* **Data listing**:

________________

#[cfg(test)]
mod tests {
    use super::*;
    use crate::audio::node::MockNodeApi;
    use crate::audio::voice::{MockVoiceGateway, VoiceGateway, VoiceServer};
    use crate::storage::DEFAULT_VOLUME;
    use async_trait::async_trait;
    use pretty_assertions::assert_eq;
    use serenity::model::id::UserId;
    use std::sync::atomic::{AtomicUsize, Ordering};

    fn guild() -> GuildId {
        GuildId::new(3)
    }

    fn channel() -> ChannelId {
        ChannelId::new(30)
    }

    fn admin() -> Actor {
        Actor::new(UserId::new(1), true, vec![])
    }

    fn listener() -> Actor {
        Actor::new(UserId::new(2), false, vec![])
    }

    fn track(name: &str) -> Track {
        Track::new(name, name, name, "artist", Duration::from_secs(120))
    }

    struct Harness {
        controller: MusicController,
        registry: Arc<SessionRegistry>,
        _dir: tempfile::TempDir,
    }

    fn voice_server() -> VoiceServer {
        VoiceServer {
            endpoint: "e".into(),
            session_id: "s".into(),
            token: "t".into(),
        }
    }

    /// Gateway lento que cuenta cuántas veces se une a un canal
    #[derive(Default)]
    struct SlowGateway {
        joins: AtomicUsize,
    }

    #[async_trait]
    impl VoiceGateway for SlowGateway {
        async fn join(&self, _guild_id: GuildId, _channel_id: ChannelId) -> AudioResult<VoiceServer> {
            self.joins.fetch_add(1, Ordering::SeqCst);
            tokio::time::sleep(Duration::from_millis(20)).await;
            Ok(voice_server())
        }

        async fn leave(&self, _guild_id: GuildId) -> AudioResult<()> {
            Ok(())
        }
    }

    fn gateway() -> MockVoiceGateway {
        let mut gateway = MockVoiceGateway::new();
        gateway.expect_join().returning(|_, _| Ok(voice_server()));
        gateway.expect_leave().returning(|_| Ok(()));
        gateway
    }

    fn node() -> MockNodeApi {
        let mut node = MockNodeApi::new();
        node.expect_bind_voice().return_const(());
        node.expect_release_voice().return_const(());
        node.expect_destroy().returning(|_| Ok(()));
        node.expect_set_volume().returning(|_, _| Ok(()));
        node
    }

    async fn harness(node: MockNodeApi) -> Harness {
        harness_with(node, Arc::new(gateway())).await
    }

    async fn harness_with(node: MockNodeApi, gateway: Arc<dyn VoiceGateway>) -> Harness {
        let dir = tempfile::tempdir().unwrap();
        let settings = Arc::new(
            SettingsStore::new(dir.path().to_path_buf(), DEFAULT_VOLUME)
                .await
                .unwrap(),
        );
        let registry = Arc::new(SessionRegistry::new(100, 100));
        let node: Arc<dyn NodeApi> = Arc::new(node);
        let voice = Arc::new(VoiceConnectionManager::new(
            gateway,
            node.clone(),
            registry.clone(),
        ));
        let dispatcher = Arc::new(TrackEndDispatcher::new(
            registry.clone(),
            node.clone(),
            voice.clone(),
            settings.clone(),
            "ytsearch".into(),
        ));

        Harness {
            controller: MusicController::new(
                registry.clone(),
                node,
                voice,
                settings,
                dispatcher,
                "ytsearch".into(),
            ),
            registry,
            _dir: dir,
        }
    }

    #[tokio::test]
    async fn first_play_starts_and_second_queues() {
        let mut node = node();
        let mut results = vec![track("second"), track("first")];
        node.expect_search()
            .times(2)
            .returning(move |_| Ok(SearchResult::Tracks(vec![results.pop().unwrap()])));
        node.expect_play().times(1).returning(|_, _| Ok(()));

        let h = harness(node).await;

        let first = h.controller.play(&admin(), guild(), channel(), "first").await.unwrap();
        assert!(matches!(first, PlayOutcome::Started(ref t) if t.title() == "first"));

        let second = h.controller.play(&admin(), guild(), channel(), "second").await.unwrap();
        assert!(matches!(second, PlayOutcome::Queued { position: 1, .. }));

        let snapshot = h.controller.queue(guild());
        assert_eq!(snapshot.current.as_ref().map(Track::title), Some("first"));
        assert_eq!(snapshot.current.as_ref().and_then(Track::requester), Some(UserId::new(1)));
        assert_eq!(snapshot.queue.len(), 1);
    }

    #[tokio::test]
    async fn empty_search_is_not_an_error() {
        let mut node = node();
        node.expect_search().returning(|_| Ok(SearchResult::Empty));
        node.expect_play().never();

        let h = harness(node).await;
        assert_eq!(
            h.controller.play(&admin(), guild(), channel(), "nada").await,
            Ok(PlayOutcome::NoResults)
        );
    }

    #[tokio::test]
    async fn unauthorized_actor_changes_nothing() {
        let mut node = node();
        node.expect_search().never();

        let h = harness(node).await;
        h.controller.set_dj(&admin(), guild(), RoleId::new(9)).await.unwrap();

        assert!(matches!(
            h.controller.play(&listener(), guild(), channel(), "x").await,
            Err(AudioError::Unauthorized(_))
        ));
        assert!(matches!(
            h.controller.set_dj(&listener(), guild(), RoleId::new(10)).await,
            Err(AudioError::Unauthorized(_))
        ));
        assert!(h.registry.get(guild()).is_none());
    }

    #[tokio::test]
    async fn failed_start_leaves_queue_as_it_was() {
        let mut node = node();
        node.expect_search()
            .returning(|_| Ok(SearchResult::Tracks(vec![track("a")])));
        node.expect_play()
            .times(2)
            .returning(|_, _| Err(AudioError::NodeTimeout));

        let h = harness(node).await;

        assert_eq!(
            h.controller.play(&admin(), guild(), channel(), "a").await,
            Err(AudioError::NodeTimeout)
        );
        let snapshot = h.controller.queue(guild());
        assert!(snapshot.current.is_none());
        assert!(snapshot.queue.is_empty());
    }

    #[tokio::test]
    async fn failed_playlist_start_drops_only_the_new_tracks() {
        let mut node = node();
        node.expect_search().returning(|_| {
            Ok(SearchResult::Playlist {
                name: "mix".into(),
                tracks: vec![track("p1"), track("p2")],
            })
        });
        node.expect_play()
            .times(2)
            .returning(|_, _| Err(AudioError::Node("HTTP 400".into())));

        let h = harness(node).await;
        h.controller.join(&admin(), guild(), channel()).await.unwrap();
        {
            let mut session = h.registry.lock(guild()).await.unwrap();
            session.queue_mut().enqueue(track("old")).unwrap();
        }

        assert!(h.controller.play(&admin(), guild(), channel(), "mix").await.is_err());

        let snapshot = h.controller.queue(guild());
        assert!(snapshot.current.is_none());
        assert_eq!(snapshot.queue, vec![track("old")]);
    }

    #[tokio::test]
    async fn concurrent_plays_join_voice_once() {
        let mut node = node();
        node.expect_search()
            .returning(|_| Ok(SearchResult::Tracks(vec![track("a")])));
        node.expect_play().times(1).returning(|_, _| Ok(()));

        let gateway = Arc::new(SlowGateway::default());
        let h = harness_with(node, gateway.clone()).await;

        let (admin_a, admin_b) = (admin(), admin());
        let (first, second) = tokio::join!(
            h.controller.play(&admin_a, guild(), channel(), "a"),
            h.controller.play(&admin_b, guild(), channel(), "a")
        );

        assert_eq!(gateway.joins.load(Ordering::SeqCst), 1);
        assert!(matches!(first, Ok(PlayOutcome::Started(_))));
        assert!(matches!(second, Ok(PlayOutcome::Queued { position: 1, .. })));
    }

    #[tokio::test]
    async fn failed_join_leaves_no_session() {
        let mut node = node();
        node.expect_search().never();

        let mut gateway = MockVoiceGateway::new();
        gateway
            .expect_join()
            .returning(|_, _| Err(AudioError::Voice("sin permisos".into())));

        let h = harness_with(node, Arc::new(gateway)).await;

        assert!(matches!(
            h.controller.play(&admin(), guild(), channel(), "a").await,
            Err(AudioError::Voice(_))
        ));
        assert!(h.registry.get(guild()).is_none());
    }

    #[tokio::test]
    async fn reset_node_is_admin_only() {
        let mut node = node();
        node.expect_reset().never();

        let h = harness(node).await;

        assert!(matches!(
            h.controller.reset_node(&listener()).await,
            Err(AudioError::Unauthorized(_))
        ));
    }

    #[tokio::test]
    async fn reset_node_closes_sessions_and_reconnects() {
        let mut node = node();
        node.expect_search()
            .returning(|_| Ok(SearchResult::Tracks(vec![track("a")])));
        node.expect_play().returning(|_, _| Ok(()));
        node.expect_reset().times(1).return_const(());

        let h = harness(node).await;
        h.controller.play(&admin(), guild(), channel(), "a").await.unwrap();
        let handle = h.registry.get(guild()).unwrap();

        assert_eq!(h.controller.reset_node(&admin()).await, Ok(1));

        assert!(handle.is_closed());
        assert!(h.registry.is_empty());
        assert!(h.controller.now_playing(guild()).is_none());
    }

    #[tokio::test]
    async fn volume_out_of_range_keeps_previous_value() {
        let h = harness(node()).await;

        assert_eq!(h.controller.volume(&admin(), guild(), Some(80)).await, Ok(80));
        assert!(matches!(
            h.controller.volume(&admin(), guild(), Some(250)).await,
            Err(AudioError::Validation(_))
        ));
        assert_eq!(h.controller.volume(&listener(), guild(), None).await, Ok(80));
    }

    #[tokio::test]
    async fn seek_is_bounded_by_track_length() {
        let mut node = node();
        node.expect_search()
            .returning(|_| Ok(SearchResult::Tracks(vec![track("a")])));
        node.expect_play().returning(|_, _| Ok(()));
        node.expect_seek().times(2).returning(|_, _| Ok(()));

        let h = harness(node).await;
        h.controller.play(&admin(), guild(), channel(), "a").await.unwrap();

        assert_eq!(
            h.controller.seek(&admin(), guild(), 60).await,
            Ok(Duration::from_secs(60))
        );
        assert!(h.controller.seek(&admin(), guild(), 121).await.is_err());
        assert!(h.controller.seek(&admin(), guild(), -1).await.is_err());
        assert!(h.controller.replay(&admin(), guild()).await.is_ok());
    }

    #[tokio::test]
    async fn stop_clears_queue_but_stays_connected() {
        let mut node = node();
        let mut results = vec![track("b"), track("a")];
        node.expect_search()
            .returning(move |_| Ok(SearchResult::Tracks(vec![results.pop().unwrap_or_else(|| track("z"))])));
        node.expect_play().returning(|_, _| Ok(()));
        node.expect_stop().times(1).returning(|_| Ok(()));

        let h = harness(node).await;
        h.controller.play(&admin(), guild(), channel(), "a").await.unwrap();
        h.controller.play(&admin(), guild(), channel(), "b").await.unwrap();

        assert_eq!(h.controller.stop(&admin(), guild()).await, Ok(1));

        let snapshot = h.controller.queue(guild());
        assert_eq!(snapshot.state, PlaybackState::Idle);
        assert!(snapshot.queue.is_empty());
        assert_eq!(snapshot.history[0].track.title(), "a");
        assert!(h.controller.stop(&admin(), guild()).await.is_err());
    }

    #[tokio::test]
    async fn pause_resume_round() {
        let mut node = node();
        node.expect_search()
            .returning(|_| Ok(SearchResult::Tracks(vec![track("a")])));
        node.expect_play().returning(|_, _| Ok(()));
        node.expect_set_paused().times(2).returning(|_, _| Ok(()));

        let h = harness(node).await;
        assert_eq!(
            h.controller.pause(&admin(), guild()).await,
            Err(AudioError::SessionGone)
        );

        h.controller.play(&admin(), guild(), channel(), "a").await.unwrap();
        h.controller.pause(&admin(), guild()).await.unwrap();
        assert!(h.controller.pause(&admin(), guild()).await.is_err());
        h.controller.resume(&admin(), guild()).await.unwrap();
        assert_eq!(h.controller.queue(guild()).state, PlaybackState::Playing);
    }

    #[tokio::test]
    async fn leave_twice_is_harmless() {
        let mut node = node();
        node.expect_search()
            .returning(|_| Ok(SearchResult::Tracks(vec![track("a")])));
        node.expect_play().returning(|_, _| Ok(()));

        let h = harness(node).await;
        h.controller.play(&admin(), guild(), channel(), "a").await.unwrap();

        assert_eq!(h.controller.leave(&admin(), guild()).await, Ok(true));
        assert_eq!(h.controller.leave(&admin(), guild()).await, Ok(false));
        assert!(h.controller.now_playing(guild()).is_none());
    }

    #[test]
    fn urls_pass_through_untouched() {
        assert!(is_url("https://www.youtube.com/watch?v=dQw4w9WgXcQ"));
        assert!(!is_url("never gonna give you up"));
        assert!(!is_url("ytsearch:song"));
    }
}
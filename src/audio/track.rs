use serde::{Deserialize, Serialize};
use serenity::model::id::UserId;
use std::time::Duration;

/// Representa un track resuelto por el nodo de audio.
///
/// Inmutable: el único "setter" consume el valor y devuelve uno nuevo.
#[derive(Debug, Clone, PartialEq, Eq, Serialize, Deserialize)]
pub struct Track {
    encoded: String,
    identifier: String,
    uri: Option<String>,
    title: String,
    author: String,
    duration: Duration,
    is_stream: bool,
    artwork_url: Option<String>,
    requester: Option<UserId>,
}

impl Track {
    pub fn new(
        encoded: impl Into<String>,
        identifier: impl Into<String>,
        title: impl Into<String>,
        author: impl Into<String>,
        duration: Duration,
    ) -> Self {
        Self {
            encoded: encoded.into(),
            identifier: identifier.into(),
            uri: None,
            title: title.into(),
            author: author.into(),
            duration,
            is_stream: false,
            artwork_url: None,
            requester: None,
        }
    }

    // Getters
    pub fn encoded(&self) -> &str {
        &self.encoded
    }
    pub fn identifier(&self) -> &str {
        &self.identifier
    }
    pub fn uri(&self) -> Option<&str> {
        self.uri.as_deref()
    }
    pub fn title(&self) -> &str {
        &self.title
    }
    pub fn author(&self) -> &str {
        &self.author
    }
    pub fn duration(&self) -> Duration {
        self.duration
    }
    pub fn is_stream(&self) -> bool {
        self.is_stream
    }
    pub fn artwork_url(&self) -> Option<&str> {
        self.artwork_url.as_deref()
    }
    pub fn requester(&self) -> Option<UserId> {
        self.requester
    }

    // Builders
    pub fn with_uri(mut self, uri: impl Into<String>) -> Self {
        self.uri = Some(uri.into());
        self
    }

    pub fn with_stream(mut self, is_stream: bool) -> Self {
        self.is_stream = is_stream;
        self
    }

    pub fn with_artwork(mut self, artwork_url: impl Into<String>) -> Self {
        self.artwork_url = Some(artwork_url.into());
        self
    }

    pub fn with_requester(mut self, requester: UserId) -> Self {
        self.requester = Some(requester);
        self
    }

    /// Same underlying audio, regardless of who requested it.
    pub fn same_source(&self, other: &Track) -> bool {
        self.encoded == other.encoded
    }

    /// Streams en vivo no tienen duración y no sirven como semilla de autoplay
    pub fn has_known_length(&self) -> bool {
        !self.is_stream && !self.duration.is_zero()
    }
}

#[cfg(test)]
mod tests {
    use super::*;

    #[test]
    fn same_source_ignores_requester() {
        let a = Track::new("enc", "id", "Song", "Band", Duration::from_secs(60))
            .with_requester(UserId::new(1));
        let b = a.clone().with_requester(UserId::new(2));
        assert!(a.same_source(&b));
        assert_ne!(a, b);
    }

    #[test]
    fn live_streams_have_no_known_length() {
        let live = Track::new("enc", "id", "Radio", "Station", Duration::ZERO).with_stream(true);
        let song = Track::new("enc2", "id2", "Song", "Band", Duration::from_secs(200));
        assert!(!live.has_known_length());
        assert!(song.has_known_length());
    }
}
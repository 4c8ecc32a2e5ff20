use rand::seq::SliceRandom;
use std::collections::VecDeque;
use tracing::{debug, info};

use super::track::Track;
use crate::error::{AudioError, AudioResult};

/// Cola FIFO de tracks pendientes. Las posiciones públicas son 1-based.
#[derive(Debug, Clone)]
pub struct MusicQueue {
    items: VecDeque<Track>,
    max_size: usize,
}

impl MusicQueue {
    pub fn new(max_size: usize) -> Self {
        Self {
            items: VecDeque::new(),
            max_size,
        }
    }

    /// Agrega un track al final de la cola y devuelve su posición
    pub fn enqueue(&mut self, track: Track) -> AudioResult<usize> {
        if self.items.len() >= self.max_size {
            return Err(AudioError::validation(format!(
                "la cola está llena (máximo {} canciones)",
                self.max_size
            )));
        }

        info!("➕ Agregado a la cola: {}", track.title());
        self.items.push_back(track);

        Ok(self.items.len())
    }

    /// Agrega múltiples tracks (playlist) hasta llenar la cola
    pub fn enqueue_all(&mut self, tracks: Vec<Track>) -> usize {
        let available_space = self.max_size.saturating_sub(self.items.len());
        let to_add = tracks.len().min(available_space);

        self.items.extend(tracks.into_iter().take(to_add));

        info!("➕ Agregadas {} canciones a la cola", to_add);
        to_add
    }

    /// Reinserta un track al frente. No respeta el límite: se consume enseguida.
    pub fn enqueue_front(&mut self, track: Track) {
        debug!("🔂 Reencolado al frente: {}", track.title());
        self.items.push_front(track);
    }

    /// Obtiene el siguiente track (FIFO)
    pub fn dequeue_next(&mut self) -> Option<Track> {
        let next = self.items.pop_front();
        match &next {
            Some(track) => debug!("➡️ Siguiente en cola: {}", track.title()),
            None => debug!("📭 Cola vacía, no hay siguiente track"),
        }
        next
    }

    /// Mueve el track en `from` a `to` (ambas 1-based)
    pub fn move_track(&mut self, from: usize, to: usize) -> AudioResult<Track> {
        let from_idx = self.index_of(from)?;
        let to_idx = self.index_of(to)?;

        let track = self
            .items
            .remove(from_idx)
            .ok_or_else(|| AudioError::validation(format!("no hay canción en la posición {}", from)))?;
        self.items.insert(to_idx, track.clone());

        debug!("📍 Track movido de posición {} a {}", from, to);
        Ok(track)
    }

    /// Elimina el track en `position` (1-based)
    pub fn remove_track(&mut self, position: usize) -> AudioResult<Track> {
        let index = self.index_of(position)?;
        let track = self
            .items
            .remove(index)
            .ok_or_else(|| AudioError::validation(format!("no hay canción en la posición {}", position)))?;

        debug!("❌ Track eliminado en posición {}", position);
        Ok(track)
    }

    /// Mezcla la cola
    pub fn shuffle(&mut self) -> AudioResult<()> {
        if self.items.len() < 2 {
            return Err(AudioError::validation(
                "se necesitan al menos 2 canciones en la cola para mezclar",
            ));
        }

        let mut rng = rand::thread_rng();
        self.items.make_contiguous().shuffle(&mut rng);
        info!("🔀 Cola mezclada ({} canciones)", self.items.len());
        Ok(())
    }

    /// Limpia la cola y devuelve cuántos tracks se descartaron
    pub fn clear(&mut self) -> usize {
        let removed = self.items.len();
        self.items.clear();
        info!("🗑️ Cola limpiada ({} canciones)", removed);
        removed
    }

    /// Descarta los tracks a partir de la posición `len` (deshace un encolado)
    pub fn truncate(&mut self, len: usize) -> usize {
        let removed = self.items.len().saturating_sub(len);
        self.items.truncate(len);
        removed
    }

    pub fn peek_all(&self) -> Vec<Track> {
        self.items.iter().cloned().collect()
    }

    pub fn len(&self) -> usize {
        self.items.len()
    }

    pub fn is_empty(&self) -> bool {
        self.items.is_empty()
    }

    // Funciones privadas

    fn index_of(&self, position: usize) -> AudioResult<usize> {
        if position == 0 || position > self.items.len() {
            return Err(AudioError::validation(format!(
                "posición {} fuera de rango (la cola tiene {} canciones)",
                position,
                self.items.len()
            )));
        }
        Ok(position - 1)
    }
}

/// Una página de la cola para mostrar en Discord
#[derive(Debug, Clone)]
pub struct QueuePage {
    pub items: Vec<Track>,
    /// Posición 1-based del primer item de la página
    pub first_position: usize,
    pub current_page: usize,
    pub total_pages: usize,
    pub total_items: usize,
}

impl QueuePage {
    pub fn from_tracks(tracks: &[Track], page: usize, items_per_page: usize) -> Self {
        let items_per_page = items_per_page.max(1);
        let total_items = tracks.len();
        let total_pages = if total_items == 0 {
            1
        } else {
            total_items.div_ceil(items_per_page)
        };
        let safe_page = page.clamp(1, total_pages);
        let start = (safe_page - 1) * items_per_page;
        let end = (start + items_per_page).min(total_items);

        Self {
            items: tracks.get(start..end).map(<[Track]>::to_vec).unwrap_or_default(),
            first_position: start + 1,
            current_page: safe_page,
            total_pages,
            total_items,
        }
    }
}
//! Error types for the playback core.
//!
//! Every operation of the audio core returns [`AudioError`]. The bot layer
//! turns them into user-facing embeds, the dispatcher logs them and moves
//! on to the next policy step.

use thiserror::Error;

pub type AudioResult<T> = Result<T, AudioError>;

#[derive(Debug, Clone, Error, PartialEq, Eq)]
pub enum AudioError {
    /// Posición, volumen o argumento fuera de rango. No hay cambio de estado.
    #[error("Valor inválido: {0}")]
    Validation(String),

    /// El nodo no está en estado Ready.
    #[error("El nodo de audio no está disponible")]
    NodeUnavailable,

    /// El nodo no respondió dentro del timeout configurado.
    #[error("El nodo de audio no respondió a tiempo")]
    NodeTimeout,

    /// La sesión fue destruida mientras la operación estaba en curso.
    #[error("La sesión de reproducción ya no existe")]
    SessionGone,

    #[error("No autorizado: {0}")]
    Unauthorized(String),

    /// El nodo respondió con un error de protocolo o de HTTP.
    #[error("Error del nodo de audio: {0}")]
    Node(String),

    #[error("Error de conexión de voz: {0}")]
    Voice(String),

    #[error("Error de almacenamiento: {0}")]
    Storage(String),
}

impl AudioError {
    /// Errors worth one more attempt inside the dispatcher's playback start.
    pub fn is_transient(&self) -> bool {
        matches!(
            self,
            AudioError::NodeUnavailable | AudioError::NodeTimeout | AudioError::Node(_)
        )
    }

    pub fn validation(msg: impl Into<String>) -> Self {
        AudioError::Validation(msg.into())
    }
}

impl From<std::io::Error> for AudioError {
    fn from(err: std::io::Error) -> Self {
        AudioError::Storage(err.to_string())
    }
}

impl From<reqwest::Error> for AudioError {
    fn from(err: reqwest::Error) -> Self {
        if err.is_timeout() {
            AudioError::NodeTimeout
        } else if err.is_connect() {
            AudioError::NodeUnavailable
        } else {
            AudioError::Node(err.to_string())
        }
    }
}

________________

* **Description of the task**: A single figure is the whole answer: the number of lines in the material above that contain "core".

* **Completed task**: 2